So ran the Chicago Daily News’s ballyhoo on its $75,000 pride & joy: the diary of Count Galeazzo Ciano, Mussolini’s late son-in-law. Last week 70 U.S. papers, and 25 papers abroad, began printing it. Perhaps no document could have lived up to such advance billing; the Ciano diary did not even come close.

The News tailored the diary’s meandering 450,000 words down to a tenth of its length.
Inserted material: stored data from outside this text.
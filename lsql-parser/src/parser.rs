use lsql_ast::{Direction, Node, NodeKind};
use lsql_core::{Error, Result, Span, Value};
use lsql_lexer::{
    Keyword, NumberValue, OpKind, Token, TokenKind, RBP_AND, RBP_BETWEEN, RBP_OR, RBP_POWER,
};

/// A raw, unchecked query: each clause is present only if the source text
/// had it. The semantic rewrite pass fills in the rest (§4.4 step 4).
pub struct RawQuery {
    pub select: Option<Node>,
    pub from: Option<Node>,
    pub where_: Option<Node>,
    pub group: Option<Node>,
    pub having: Option<Node>,
    pub order: Option<Node>,
    pub limit: Option<Node>,
    pub offset: Option<Node>,
}

/// Known number-literal unit suffixes (§4.1), case-insensitive.
const SIZE_SUFFIXES: &[(&str, f64)] = &[
    ("k", 1024.0),
    ("kb", 1024.0),
    ("m", 1024.0 * 1024.0),
    ("mb", 1024.0 * 1024.0),
    ("g", 1024.0 * 1024.0 * 1024.0),
    ("gb", 1024.0 * 1024.0 * 1024.0),
];

const TIME_SUFFIXES: &[(&str, f64)] = &[
    ("minute", 60.0),
    ("minutes", 60.0),
    ("hour", 3600.0),
    ("hours", 3600.0),
    ("day", 86400.0),
    ("days", 86400.0),
    ("week", 604800.0),
    ("weeks", 604800.0),
    ("month", 2_592_000.0),
    ("months", 2_592_000.0),
    ("year", 31_536_000.0),
    ("years", 31_536_000.0),
];

fn suffix_factor(suffix: &str) -> Option<f64> {
    let lower = suffix.to_ascii_lowercase();
    SIZE_SUFFIXES
        .iter()
        .chain(TIME_SUFFIXES.iter())
        .find(|(name, _)| *name == lower)
        .map(|(_, factor)| *factor)
}

fn known_suffixes() -> Vec<&'static str> {
    SIZE_SUFFIXES
        .iter()
        .chain(TIME_SUFFIXES.iter())
        .map(|(name, _)| *name)
        .collect()
}

/// The Pratt (operator-precedence) parser (§4.3).
pub struct Parser {
    tokens: Vec<Token>,
    pos: usize,
}

impl Parser {
    pub fn new(tokens: Vec<Token>) -> Self {
        Parser { tokens, pos: 0 }
    }

    fn peek(&self) -> &Token {
        &self.tokens[self.pos]
    }

    fn advance(&mut self) -> Token {
        let tok = self.tokens[self.pos].clone();
        if self.pos + 1 < self.tokens.len() {
            self.pos += 1;
        }
        tok
    }

    fn at_keyword(&self, kw: Keyword) -> bool {
        self.peek().is_keyword(kw)
    }

    fn at_op(&self, op: OpKind) -> bool {
        self.peek().is_op(op)
    }

    fn expect_op(&mut self, op: OpKind) -> Result<Token> {
        if self.at_op(op) {
            Ok(self.advance())
        } else {
            let actual = self.peek().kind.describe();
            let span = self.peek().span;
            Err(Error::UnexpectedToken {
                expected: format!("'{}'", op.text()),
                actual,
                span,
            })
        }
    }

    fn expect_keyword(&mut self, kw: Keyword) -> Result<Token> {
        if self.at_keyword(kw) {
            Ok(self.advance())
        } else {
            let actual = self.peek().kind.describe();
            let span = self.peek().span;
            Err(Error::UnexpectedToken {
                expected: kw.to_string(),
                actual,
                span,
            })
        }
    }

    fn expect_end(&mut self) -> Result<()> {
        if matches!(self.peek().kind, TokenKind::EndQuery) {
            Ok(())
        } else {
            let actual = self.peek().kind.describe();
            let span = self.peek().span;
            Err(Error::UnexpectedToken {
                expected: "end of query".to_string(),
                actual,
                span,
            })
        }
    }

    fn parse_comma_list(&mut self, mut item: impl FnMut(&mut Self) -> Result<Node>) -> Result<Vec<Node>> {
        let mut items = vec![item(self)?];
        while self.at_op(OpKind::Comma) {
            self.advance();
            items.push(item(self)?);
        }
        Ok(items)
    }

    /// Top-level clause driver (§4.3): `SELECT → FROM → WHERE → GROUP →
    /// HAVING → ORDER → LIMIT → OFFSET`, each optional, in that fixed
    /// order, followed by `EndQuery`.
    pub fn parse_query(mut self) -> Result<RawQuery> {
        log::debug!("parser: parsing query ({} tokens)", self.tokens.len());
        let select = self.try_clause(Keyword::Select, Self::parse_select_clause)?;
        let from = self.try_clause(Keyword::From, Self::parse_expr_clause)?;
        let where_ = self.try_clause(Keyword::Where, Self::parse_expr_clause)?;
        let group = self.try_clause(Keyword::Group, Self::parse_group_clause)?;
        let having = self.try_clause(Keyword::Having, Self::parse_having_clause)?;
        let order = self.try_clause(Keyword::Order, Self::parse_order_clause)?;
        let limit = self.try_clause(Keyword::Limit, Self::parse_expr_clause)?;
        let offset = self.try_clause(Keyword::Offset, Self::parse_expr_clause)?;
        self.expect_end()?;
        Ok(RawQuery {
            select,
            from,
            where_,
            group,
            having,
            order,
            limit,
            offset,
        })
    }

    fn try_clause(
        &mut self,
        kw: Keyword,
        f: impl FnOnce(&mut Self) -> Result<Node>,
    ) -> Result<Option<Node>> {
        if self.at_keyword(kw) {
            log::trace!("parser: clause dispatch on {:?}", kw);
            self.advance();
            Ok(Some(f(self)?))
        } else {
            Ok(None)
        }
    }

    fn parse_select_clause(&mut self) -> Result<Node> {
        if self.at_op(OpKind::Star) {
            self.advance();
            return Ok(Node::select_star());
        }
        let items = self.parse_comma_list(|p| p.expr(0))?;
        Ok(Node::new(NodeKind::Select(items)))
    }

    fn parse_expr_clause(&mut self) -> Result<Node> {
        self.expr(0)
    }

    fn parse_group_clause(&mut self) -> Result<Node> {
        self.expect_keyword(Keyword::By)?;
        let items = self.parse_comma_list(|p| p.expr(0))?;
        Ok(Node::new(NodeKind::Group(items)))
    }

    fn parse_having_clause(&mut self) -> Result<Node> {
        let cond = self.expr(0)?;
        Ok(Node::having(cond))
    }

    fn parse_order_clause(&mut self) -> Result<Node> {
        self.expect_keyword(Keyword::By)?;
        let mut items = Vec::new();
        loop {
            let expr = self.expr(0)?;
            let direction = if self.at_keyword(Keyword::Asc) {
                self.advance();
                Direction::Asc
            } else if self.at_keyword(Keyword::Desc) {
                self.advance();
                Direction::Desc
            } else {
                Direction::Asc
            };
            items.push(Node::order_by_part(expr, direction));
            if self.at_op(OpKind::Comma) {
                self.advance();
                continue;
            }
            break;
        }
        Ok(Node::new(NodeKind::Order(items)))
    }

    /// The Pratt expression loop (§4.3): parse a prefix term, then keep
    /// consuming infix operators whose `rbp` exceeds `lbp`.
    fn expr(&mut self, lbp: u32) -> Result<Node> {
        let token = self.advance();
        let mut left = self.prefix(token)?;
        while self.peek().rbp() > lbp {
            let token = self.advance();
            left = self.infix(left, token)?;
        }
        Ok(left)
    }

    fn prefix(&mut self, token: Token) -> Result<Node> {
        match token.kind {
            TokenKind::EndQuery => Err(Error::UnexpectedEnd),
            TokenKind::Keyword(kw) if kw.is_reserved_unimplemented() => {
                Err(Error::NotImplementedToken {
                    span: token.span,
                    text: token.text,
                })
            }
            TokenKind::Keyword(Keyword::Null) => Ok(Node::null()),
            TokenKind::Keyword(Keyword::Count) => {
                let args = self.parse_call_args("count")?;
                Ok(Node::function("count", args))
            }
            TokenKind::Ident(name) => Ok(Node::name(name)),
            TokenKind::Number { value, suffix } => self.resolve_number(value, suffix, token.span),
            TokenKind::String(s) => Ok(Node::value(Value::str(s))),
            TokenKind::Op(OpKind::LParen) => {
                let inner = self.expr(0)?;
                self.expect_op(OpKind::RParen)?;
                Ok(inner)
            }
            TokenKind::Op(OpKind::Minus) => {
                let operand = self.expr(RBP_POWER)?;
                Ok(Node::function("negate", vec![operand]))
            }
            TokenKind::Op(OpKind::Plus) => self.expr(RBP_POWER),
            _ => Err(Error::ValueExpected { span: token.span }),
        }
    }

    fn infix(&mut self, left: Node, token: Token) -> Result<Node> {
        use Keyword::*;
        use OpKind::*;
        match &token.kind {
            TokenKind::Keyword(And) => Ok(Node::and(left, self.expr(RBP_AND)?)),
            TokenKind::Keyword(Or) => Ok(Node::or(left, self.expr(RBP_OR)?)),
            TokenKind::Keyword(Between) => self.parse_between(left),
            TokenKind::Keyword(In) => self.parse_in(left),
            TokenKind::Keyword(Like) => self.binary_call("like", left, token.rbp()),
            TokenKind::Keyword(Ilike) => self.binary_call("ilike", left, token.rbp()),
            TokenKind::Keyword(Rlike) => self.binary_call("rlike", left, token.rbp()),
            TokenKind::Keyword(Rilike) => self.binary_call("rilike", left, token.rbp()),
            TokenKind::Keyword(LikeRegex) => self.binary_call("like_regex", left, token.rbp()),
            TokenKind::Keyword(Contains) => self.binary_call("contains", left, token.rbp()),
            TokenKind::Keyword(Icontains) => self.binary_call("icontains", left, token.rbp()),
            TokenKind::Op(Eq) => self.binary_call("=", left, token.rbp()),
            TokenKind::Op(Lt) => self.binary_call("<", left, token.rbp()),
            TokenKind::Op(Gt) => self.binary_call(">", left, token.rbp()),
            TokenKind::Op(Le) => self.binary_call("<=", left, token.rbp()),
            TokenKind::Op(Ge) => self.binary_call(">=", left, token.rbp()),
            TokenKind::Op(Ne) => self.binary_call("<>", left, token.rbp()),
            TokenKind::Op(Concat) => self.binary_call("||", left, token.rbp()),
            TokenKind::Op(Plus) => self.binary_call("+", left, token.rbp()),
            TokenKind::Op(Minus) => self.binary_call("-", left, token.rbp()),
            TokenKind::Op(Star) => self.binary_call("*", left, token.rbp()),
            TokenKind::Op(Slash) => self.binary_call("/", left, token.rbp()),
            TokenKind::Op(Percent) => self.binary_call("%", left, token.rbp()),
            TokenKind::Op(Caret) => self.binary_call("^", left, token.rbp()),
            TokenKind::Op(LParen) => self.parse_call(left, token.span),
            _ => Err(Error::OperatorExpected { span: token.span }),
        }
    }

    fn binary_call(&mut self, name: &str, left: Node, rbp: u32) -> Result<Node> {
        let right = self.expr(rbp)?;
        Ok(Node::function(name, vec![left, right]))
    }

    fn parse_between(&mut self, left: Node) -> Result<Node> {
        let lo = self.expr(RBP_AND)?;
        self.expect_keyword(Keyword::And)?;
        let hi = self.expr(RBP_BETWEEN)?;
        Ok(Node::between(left, lo, hi))
    }

    fn parse_in(&mut self, left: Node) -> Result<Node> {
        self.expect_op(OpKind::LParen)?;
        let items = if self.at_op(OpKind::RParen) {
            vec![]
        } else {
            self.parse_comma_list(|p| p.expr(0))?
        };
        self.expect_op(OpKind::RParen)?;
        Ok(Node::function("in", vec![left, Node::new(NodeKind::Array(items))]))
    }

    fn parse_call(&mut self, left: Node, paren_span: Span) -> Result<Node> {
        let name = match left.as_name() {
            Some(n) => n.to_string(),
            None => {
                return Err(Error::UnexpectedToken {
                    expected: "identifier before '('".to_string(),
                    actual: "'('".to_string(),
                    span: paren_span,
                })
            }
        };
        let lower = name.to_ascii_lowercase();
        let args = self.parse_call_args(&lower)?;
        Ok(Node::function(lower, args))
    }

    /// Parses a parenthesized argument list, already past the callee name.
    /// Handles `COUNT(*)`/`count(*)` uniformly by injecting a constant `1`
    /// argument (§4.2, §9 Open Question) regardless of how the keyword was
    /// spelled.
    fn parse_call_args(&mut self, name_lower: &str) -> Result<Vec<Node>> {
        self.expect_op(OpKind::LParen)?;
        if name_lower == "count" && self.at_op(OpKind::Star) {
            let checkpoint = self.pos;
            self.advance();
            if self.at_op(OpKind::RParen) {
                self.advance();
                return Ok(vec![Node::value(Value::Int(1))]);
            }
            self.pos = checkpoint;
        }
        if self.at_op(OpKind::RParen) {
            self.advance();
            return Ok(vec![]);
        }
        let items = self.parse_comma_list(|p| p.expr(0))?;
        self.expect_op(OpKind::RParen)?;
        Ok(items)
    }

    fn resolve_number(&self, value: NumberValue, suffix: Option<String>, span: Span) -> Result<Node> {
        let suffix = match suffix {
            None => {
                return Ok(Node::value(match value {
                    NumberValue::Int(i) => Value::Int(i),
                    NumberValue::Float(f) => Value::Float(f),
                }))
            }
            Some(s) => s,
        };
        let factor = suffix_factor(&suffix).ok_or_else(|| Error::UnknownLiteralSuffix {
            suffix: suffix.clone(),
            span,
            known: known_suffixes(),
        })?;
        let result = match value {
            NumberValue::Int(i) if factor.fract() == 0.0 => Value::Int(i * factor as i64),
            NumberValue::Int(i) => Value::Float(i as f64 * factor),
            NumberValue::Float(f) => Value::Float(f * factor),
        };
        Ok(Node::value(result))
    }
}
It also cleaned it up. (Mussolini is quoted as calling King Vittorio Emanuele an “S.O.B.”; the News delicately notes that “the Italian term was more lurid and anatomical.”) Generally, however, the Ciano diary is a long-winded loser’s lament, repeating all the familiar whines (Italy did not want war; Germany betrayed Italy and never told the Italians anything). Its most sensational charge—that Prime Minister Chamberlain submitted a speech to the Duce before delivering it to the House of Commons—will need more documentation than the say-so of the Duce’s discredited son-in-law.

At the tidbit level, the diary does better. Ciano says that Ribbentrop bet him a collection of antique arms against an Italian painting that Britain and France would not go to war if Germany invaded Poland. (Ribbentrop never paid up.) Ciano identifies Adolf Hitler’s mistress during the summer of 1939 as one Sigrid von Lappus, and describes her as having “beautiful quiet eyes, regular features and a magnificent body.”

“Rather Bizarre.” How the diary got out is a better story than any Ciano tells. His wife, Edda Mussolini Ciano, smuggled it across the Swiss border in five thick notebooks strapped to her body beneath her skirts. Swiss guards mistakenly thought she was pregnant. According to her story, the Nazis offered her 100,000,000 gold lire ($5,000,000) for the diary. She said no. Later she offered it to Hitler and Mussolini in return for Ciano’s life—and was refused. By the time the Chicago News and three competitors put in their bids, Ciano was dead, and Edda was in no condition to talk business. The News got the diary from Edda’s Swiss lawyers.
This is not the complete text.